15. For most of the time period at issue, Francisco Castillo was the dishwasher, Jenny Garcia was the prep cook, and Rafael Gutierrez-a busser-would sometimes work as an additional prep cook. Tr. 1, 49:07-12, 50:10-52:24 (Ayala); Tr. 1, 99:11-13, 101:5-8 (Sanchez); Tr. 2, 51:13-52:07 (Di Laudo); Tr. 2, 99:09, 100:19 (Del Cid); Tr. 2, 128:0206 (Guiterrez); Tr. 1, 133:5-18 (Sanchez). Other individuals also worked as dishwashers and prep cooks for short periods of time during Mr. Sanchez's employment. See Tr. 1, 73:20-74:06 (Ayala); Pl. Exs. 1, 9-10 (payroll records and summary tables).

16. Mr. Castillo only worked the dinner shift, usually arriving after 4:30. Tr. 2, 154:01-24, 158:06-09 (Castillo). Ms. Garcia typically worked the dinner shift on weekends and when Mr. Sanchez was off. See Tr. 2, 50:14-23 (Di Laudo); Tr. 2, 99:9-100:2 (Del Cid); Mr. Gutierrez worked part-time and split his hours between bussing and helping in the kitchen. Tr. 2, 145:16-25 (Gutierrez). Mr. Gutierrez's hours in the kitchen are delineated on his paystubs as “DISHWASHER” or “KITCHEN” and paid at the minimum wage, while his hours as a busser are typically labeled “hourly” and paid below minimum wage. See, e.g., Pl. Ex. 2, 001116-21 (first paystubs showing consistent hours in kitchen role in late 2018); Tr. 2, 135-36 (Gutierrez confirming that he began kitchen work in late 2018); Tr. 2, 144-46 (Gutierrez confirming that paystub hours reflected his duties).

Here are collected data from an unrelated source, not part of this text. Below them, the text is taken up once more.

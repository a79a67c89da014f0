//! # jjformat
//!
//! A formatter for JavaCC, JJTree and JTB grammar files.
//!
//! File Layout
//!
//! src/jj
//!   ├── token        Token kinds, keywords and the token arena consumed by the formatter
//!   ├── lexing       Source text to token stream (logos based)
//!   ├── formatting   The token stream reformatter
//!   └── testing      Sample grammars and stream factories shared by the tests
//!
//! The formatter only needs a [`TokenStream`](jj::token::TokenStream). Callers that already
//! own a tokenizer can build one directly; everybody else goes through
//! [`format_source`](jj::formatting::format_source).

pub mod jj;

pub use jj::formatting::{format, format_source, FormatError, FormatOptions, LineRange};
pub use jj::lexing::{tokenize, LexError};
pub use jj::token::{Keyword, SpecialKind, SpecialToken, Token, TokenKind, TokenStream};
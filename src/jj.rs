//! Main module for jjformat library functionality

pub mod formatting;
pub mod lexing;
pub mod testing;
pub mod token;
//! The token arena
//!
//! Tokens are stored by position, and every piece of code that needs to look ahead does so
//! by index. The last token is always [TokenKind::Eof].

use super::{Token, TokenKind};
use serde::Serialize;
use std::ops::Index;

#[derive(Debug, Clone, PartialEq, Eq, Serialize)]
pub struct TokenStream {
    tokens: Vec<Token>,
}

impl TokenStream {
    /// Wrap a token vector, appending an end-of-stream marker when it is missing
    pub fn from_tokens(mut tokens: Vec<Token>) -> Self {
        if !tokens.last().is_some_and(Token::is_eof) {
            let (line, column) = tokens
                .last()
                .map(|last| (last.end_line, last.end_column + 1))
                .unwrap_or((1, 1));
            tokens.push(Token::eof(line, column));
        }
        TokenStream { tokens }
    }

    /// The first primary token, or `None` when the stream holds nothing but the
    /// end-of-stream marker
    pub fn first(&self) -> Option<&Token> {
        self.tokens.first().filter(|token| !token.is_eof())
    }

    pub fn get(&self, index: usize) -> Option<&Token> {
        self.tokens.get(index)
    }

    /// Kind of the token at `index`; past the end this is [TokenKind::Eof]
    pub fn kind(&self, index: usize) -> TokenKind {
        self.tokens.get(index).map(|token| token.kind).unwrap_or(TokenKind::Eof)
    }

    /// Number of tokens, end-of-stream marker included
    pub fn len(&self) -> usize {
        self.tokens.len()
    }

    pub fn is_empty(&self) -> bool {
        self.first().is_none()
    }

    pub fn iter(&self) -> std::slice::Iter<'_, Token> {
        self.tokens.iter()
    }
}

impl Index<usize> for TokenStream {
    type Output = Token;

    fn index(&self, index: usize) -> &Token {
        &self.tokens[index]
    }
}

impl<'a> IntoIterator for &'a TokenStream {
    type Item = &'a Token;
    type IntoIter = std::slice::Iter<'a, Token>;

    fn into_iter(self) -> Self::IntoIter {
        self.tokens.iter()
    }
}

17. Mr. Sanchez would ask Ms. Garcia, or Mr. Gutierrez if he was in the kitchen, to help with preparing ingredients and provide instruction. Tr. 1, 102:19-25, 133:5-18 (Sanchez); Tr. 2, 145:16-25 (Gutierrez). When it was busy Mr. Sanchez would ask Mr. Castillo to help prepare ingredients and ask Ms. Garcia to cook alongside him. Tr. 1, 101:14-19, 102:38 (Sanchez). When Mr. Sanchez was not working, on Mondays and later on Sundays and Mondays, Ms. Garcia did all of the prep and cooking on her own or with Mr. Gutierrez's help. Tr. 1, 101:20-24, 110, 112:9-13 (Sanchez); Tr. 2, 50:05-51:03 (Di Laudo).

18. Mr. Castillo, Ms. Garcia, and Mr. Gutierrez (or other temporary dishwashers and prep cooks) rarely worked 80 combined hours a week in the kitchen. Their combined hours equaled or exceeded 80 in only 11 weeks out of the 150 week period at issue. See Pl. Ex. 9; Tr. 2, 112:18-23. This amounts to just 7 percent of the time that Mr. Sanchez worked at Malbec. Tr. 2, 112:24-113:1. Notably, this finding does not account for the time that Mr. Sanchez did not work on Sundays and Mondays.

STANDARD OF REVIEW

Pursuant to Federal Rule of Civil Procedure 52, “[i]n an action tried on the facts without a jury . . . the court must find the facts specially and state its conclusions of law separately.” Fed.R.Civ.P. 52(a)(1). When presenting the findings of fact, “the court need not address every factual contention and argumentative detail raised by the parties, [n]or discuss all evidence presented at trial.” Yah Kai World Wide Enterprises, Inc. v, Napper, 195 F.Supp. 3D 287, 295 (D.D.C. 2016) (quoting Moore v. Hartman, 102 F.Supp.3d 35, 65 (D.D.C. 2015)) (internal quotation marks and citations omitted). Instead, the Court need only “make brief, definite, pertinent findings and conclusions upon the contested matters” in a way that is “sufficient to allow the appellate court to conduct a meaningful review.” Wise v. United States, 145 F.Supp.3d 53, 57 (D.D.C. 2015) (quoting Fed.R.Civ.P. 52(a) advisory committee's note to 1946 amendment); see also Ramirez v. U.S. Immigr. & Customs Enforcement, 471 F.Supp.3d 88, 97 (D.D.C. 2020), judgment entered, 568 F.Supp.3d 10 (D.D.C. 2021) (“The Court's findings must be sufficient to indicate the factual basis for the ultimate conclusion.”).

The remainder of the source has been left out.